A differenza di Bernstein, i cui intricati rapporti con i genitori meriterebbero un romanzo di Philip Roth, Pappano ha sempre sentito un attaccamento fortissimo ai legami familiari, tanto che la prima parte del libro è dedicata al racconto non solo delle vicende della madre Carmela e del padre Pasqualino, ma anche dei nonni e delle rispettive famiglie nel contesto di un piccolo paese del Sannio, Castelfranco in Miscano, offrendo lo spaccato di un’Italia contadina coraggiosa e tribale, umile e plasmata da valori antichi come il senso del dovere e l’etica del lavoro. Il racconto si snoda con semplicità e un pizzico di humor cominciando dalla nascita agli sgoccioli del 1959 a Epping, ai confini con la Grande Londra, dove i genitori erano emigrati e lavoravano come domestici. La musica era di casa, perché il padre aveva una bella voce da tenore e sognava di diventare un cantante d’opera, cosa che gli permise perlomeno di dare lezioni di canto, ben presto aiutato dal figlio.
Senza avere grandi basi tecniche ma in compenso prontezza di mano e un’eccezionale facilità nel seguire le voci, Pappano fin da ragazzino accompagnava al pianoforte gli allievi del padre in ogni genere di musica vocale, dall’aria d’opera al Lied, al musical, alla canzone popolare. Un Conservatorio eccellente per il futuro direttore musicale della Royal Opera House, soprattutto per l’esperienza accumulata a contatto con uno strumento tanto fragile e imponderabile come la voce umana, di cui Pappano conosce ogni segreto. Poi, di punto in bianco, la famiglia Pappano si trasferì negli Stati Uniti, alla ricerca di condizioni di vita migliori, o forse semplicemente per voltar pagina dopo la morte della sorellina appena nata.
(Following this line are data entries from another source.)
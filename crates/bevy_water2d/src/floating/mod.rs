//! Registry of objects currently inside a water body's trigger volume.

mod adapter;

use std::collections::{HashMap, HashSet};
use std::hash::{Hash, Hasher};

use bevy::math::{Affine2, Rect, Vec2};

pub use adapter::{BodyAdapter, BodyState};

use crate::clip::ClipResult;
use crate::geometry::Shape;

bitflags::bitflags! {
  /// Per-submersion state. Effects fire at most once until the object
  /// leaves the water.
  #[derive(Clone, Copy, Debug, Default, PartialEq, Eq, Hash)]
  pub struct FloatingFlags: u8 {
    const SOUND_PLAYED = 1 << 0;
    const PARTICLES_SPAWNED = 1 << 1;
    /// Touched the surface on the previous tick.
    const IN_CONTACT = 1 << 2;
  }
}

/// Why an object left the registry.
#[derive(Clone, Copy, Debug, PartialEq, Eq)]
pub enum ExitReason {
  /// Left the trigger volume.
  LeftVolume,
  /// The backing body or collider is gone.
  Destroyed,
}

/// An object inside the water volume. Equality and hashing use only the key.
#[derive(Clone, Debug)]
pub struct FloatingObject<K> {
  key: K,
  pub shape: Shape,
  pub is_player: bool,
  pub previous_position: Option<Vec2>,
  pub previous_up: Option<Vec2>,
  pub flags: FloatingFlags,
  /// Submerged area from the last force pass.
  pub submerged_area: f32,
  /// Clip output for the remembered pose.
  clip: Option<ClipResult>,
}

impl<K: Copy> FloatingObject<K> {
  pub fn new(key: K, shape: Shape, is_player: bool) -> Self {
    Self {
      key,
      shape,
      is_player,
      previous_position: None,
      previous_up: None,
      flags: FloatingFlags::empty(),
      submerged_area: 0.0,
      clip: None,
    }
  }

  #[inline]
  pub fn key(&self) -> K {
    self.key
  }

  pub fn world_polygon(&self, transform: &Affine2, segments: usize) -> Vec<Vec2> {
    self.shape.to_world_polygon(transform, segments)
  }

  pub fn world_bounds(&self, transform: &Affine2, segments: usize) -> Rect {
    self.shape.world_bounds(transform, segments)
  }

  /// Clears the once-per-submersion flags.
  pub fn mark_surfaced(&mut self) {
    self.flags = FloatingFlags::empty();
    self.submerged_area = 0.0;
  }

  /// Stores this tick's pose for next tick's motion queries.
  pub fn remember(&mut self, state: &BodyState) {
    self.previous_position = Some(state.position());
    self.previous_up = Some(state.up());
  }

  /// True if `state` is within `epsilon` of the remembered pose, in both
  /// position and up direction.
  pub fn is_at_previous_pose(&self, state: &BodyState, epsilon: f32) -> bool {
    let (Some(position), Some(up)) = (self.previous_position, self.previous_up) else {
      return false;
    };
    position.distance(state.position()) <= epsilon && up.distance(state.up()) <= epsilon
  }

  /// Last clip output, if the object has not moved since it was computed.
  pub fn cached_clip(&self, state: &BodyState, epsilon: f32) -> Option<&ClipResult> {
    self
      .clip
      .as_ref()
      .filter(|_| self.is_at_previous_pose(state, epsilon))
  }

  pub fn store_clip(&mut self, clip: ClipResult) {
    self.clip = Some(clip);
  }

  pub fn invalidate_clip(&mut self) {
    self.clip = None;
  }
}

impl<K: PartialEq> PartialEq for FloatingObject<K> {
  fn eq(&self, other: &Self) -> bool {
    self.key == other.key
  }
}

impl<K: Eq> Eq for FloatingObject<K> {}

impl<K: Hash> Hash for FloatingObject<K> {
  fn hash<H: Hasher>(&self, state: &mut H) {
    self.key.hash(state);
  }
}

/// Active floating objects, deduplicated by key.
#[derive(Clone, Debug)]
pub struct FloatingRegistry<K> {
  objects: HashMap<K, FloatingObject<K>>,
}

impl<K> Default for FloatingRegistry<K> {
  fn default() -> Self {
    Self {
      objects: HashMap::new(),
    }
  }
}

impl<K: Copy + Eq + Hash> FloatingRegistry<K> {
  /// Registers `key`. Returns false if it was already present, in which
  /// case the existing entry is kept.
  pub fn enter(&mut self, key: K, shape: Shape, is_player: bool) -> bool {
    if self.objects.contains_key(&key) {
      return false;
    }
    self
      .objects
      .insert(key, FloatingObject::new(key, shape, is_player));
    true
  }

  pub fn exit(&mut self, key: K) -> Option<FloatingObject<K>> {
    self.objects.remove(&key)
  }

  pub fn contains(&self, key: K) -> bool {
    self.objects.contains_key(&key)
  }

  pub fn get(&self, key: K) -> Option<&FloatingObject<K>> {
    self.objects.get(&key)
  }

  pub fn get_mut(&mut self, key: K) -> Option<&mut FloatingObject<K>> {
    self.objects.get_mut(&key)
  }

  pub fn len(&self) -> usize {
    self.objects.len()
  }

  pub fn is_empty(&self) -> bool {
    self.objects.is_empty()
  }

  pub fn keys(&self) -> impl Iterator<Item = K> + '_ {
    self.objects.keys().copied()
  }

  pub fn iter(&self) -> impl Iterator<Item = &FloatingObject<K>> {
    self.objects.values()
  }

  pub fn iter_mut(&mut self) -> impl Iterator<Item = &mut FloatingObject<K>> {
    self.objects.values_mut()
  }

  /// Drops every entry whose body is gone; returns the removed keys.
  pub fn retain_alive(&mut self, mut is_alive: impl FnMut(K) -> bool) -> Vec<K> {
    let dead: Vec<K> = self.objects.keys().copied().filter(|&k| !is_alive(k)).collect();
    for key in &dead {
      self.objects.remove(key);
    }
    dead
  }

  /// Makes the registry match the set of objects overlapping the volume.
  ///
  /// Duplicate keys in `present` (several colliders of one object) register
  /// once. Returns `(entered, exited)`.
  pub fn sync(&mut self, present: impl IntoIterator<Item = (K, Shape, bool)>) -> (Vec<K>, Vec<K>) {
    let mut seen = HashSet::new();
    let mut entered = Vec::new();
    for (key, shape, is_player) in present {
      if !seen.insert(key) {
        continue;
      }
      if self.enter(key, shape, is_player) {
        entered.push(key);
      }
    }
    let exited: Vec<K> = self
      .objects
      .keys()
      .copied()
      .filter(|k| !seen.contains(k))
      .collect();
    for key in &exited {
      self.objects.remove(key);
    }
    (entered, exited)
  }
}

#[cfg(test)]
mod tests {
  use super::*;

  fn crate_shape() -> Shape {
    Shape::rectangle(1.0, 1.0)
  }

  #[test]
  fn enter_is_deduplicated() {
    let mut registry = FloatingRegistry::default();
    assert!(registry.enter(7u32, crate_shape(), false));
    assert!(!registry.enter(7u32, Shape::circle(3.0), true));
    assert_eq!(registry.len(), 1);
    assert!(!registry.get(7).unwrap().is_player);
  }

  #[test]
  fn sync_registers_multi_collider_object_once() {
    let mut registry = FloatingRegistry::default();
    let (entered, exited) = registry.sync([
      (1u32, crate_shape(), false),
      (1u32, Shape::circle(0.5), false),
      (2u32, crate_shape(), true),
    ]);
    assert_eq!(registry.len(), 2);
    assert_eq!(entered.len(), 2);
    assert!(exited.is_empty());

    let (entered, exited) = registry.sync([(2u32, crate_shape(), true)]);
    assert!(entered.is_empty());
    assert_eq!(exited, vec![1]);
    assert!(!registry.contains(1));
  }

  #[test]
  fn dead_bodies_are_pruned() {
    let mut registry = FloatingRegistry::default();
    registry.enter(1u32, crate_shape(), false);
    registry.enter(2u32, crate_shape(), false);
    let removed = registry.retain_alive(|k| k != 2);
    assert_eq!(removed, vec![2]);
    assert!(registry.contains(1));
    assert!(registry.exit(2).is_none());
  }

  #[test]
  fn clip_is_reused_only_at_the_remembered_pose() {
    let mut object = FloatingObject::new(1u32, crate_shape(), false);
    let here = BodyState::at_rest(Affine2::from_translation(Vec2::new(1.0, 0.0)));
    assert!(!object.is_at_previous_pose(&here, 1e-3));

    object.remember(&here);
    object.store_clip(ClipResult::whole(&[Vec2::ZERO, Vec2::X, Vec2::ONE]));
    assert!(object.cached_clip(&here, 1e-3).is_some());

    let moved = BodyState::at_rest(Affine2::from_translation(Vec2::new(1.5, 0.0)));
    assert!(object.cached_clip(&moved, 1e-3).is_none());
    let turned = BodyState::at_rest(Affine2::from_angle_translation(0.3, Vec2::new(1.0, 0.0)));
    assert!(object.cached_clip(&turned, 1e-3).is_none());

    object.invalidate_clip();
    assert!(object.cached_clip(&here, 1e-3).is_none());
  }

  #[test]
  fn identity_is_the_key() {
    let a = FloatingObject::new(3u32, crate_shape(), false);
    let mut b = FloatingObject::new(3u32, Shape::circle(1.0), true);
    b.flags.insert(FloatingFlags::SOUND_PLAYED);
    assert_eq!(a, b);
    b.mark_surfaced();
    assert!(b.flags.is_empty());
  }
}
//! Application configuration and constants

use std::path::PathBuf;
use std::time::Duration;

// === Thumbnail Cache ===
pub const THUMBNAIL_DIR: &str = ".thumbnails";

// === Metadata ===
/// Keyword of the text chunk holding the source URI
pub const URI_MARKER: &[u8] = b"Thumb::URI";
/// The URI chunk always sits in the first KB, no need to read the image data
pub const HEADER_READ_LIMIT: usize = 1024;
/// Distance from the chunk length field to the chunk keyword (length + type)
pub const CHUNK_PREFIX_LEN: usize = 8;

// === Session ===
pub const WORKER_THREAD_NAME: &str = "thumbnail-scan";
pub const PROGRESS_INTERVAL: Duration = Duration::from_millis(100);

/// Thumbnail cache root (`~/.thumbnails`), `None` when there is no home directory
pub fn thumbnail_root() -> Option<PathBuf> {
	let root = dirs::home_dir().map(|home| home.join(THUMBNAIL_DIR));

	if let Some(path) = &root {
		crate::ui::debug(&format!("Thumbnail cache: {}", path.display()));
	}

	root
}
L’America spalancò al giovane Pappano, ancora adolescente, opportunità di studio e di lavoro che nel Vecchio Continente forse non avrebbe avuto, anche se la sua formazione è rimasta legata soprattutto a incontri personali anziché a istituzioni accademiche come il conservatorio e l’università.
Questa impronta artigianale e la lunga gavetta in ogni piega della professione musicale, compreso il lavoro da suggeritore in buca, hanno formato il carisma unico di Pappano, il cui ascendente sugli innumerevoli musicisti, cantanti, registi con cui ha collaborato nella varie tappe della sua carriera, dalla Norske Opera di Oslo alla Monnaie di Bruxelles, al Covent Garden di Londra, a Santa Cecilia e adesso alla London Symphony Orchestra come successore di Simon Rattle, nasce proprio dall’aver imparato tutto in officina anziché sui libri di testo. Ogni incontro, tanto con i totem come Daniel Barenboim quanto con maestri di enorme esperienza come il leggendario direttore del coro scaligero Romano Gandolfi, ha significato per Pappano carpire un segreto, scoprire un nuovo trucco del mestiere, «rubar con garbo e a tempo» come si conviene a un vero artista, cosa che rende sempre la musica, nelle sue mani, un fatto vivo e di rinnovata meraviglia.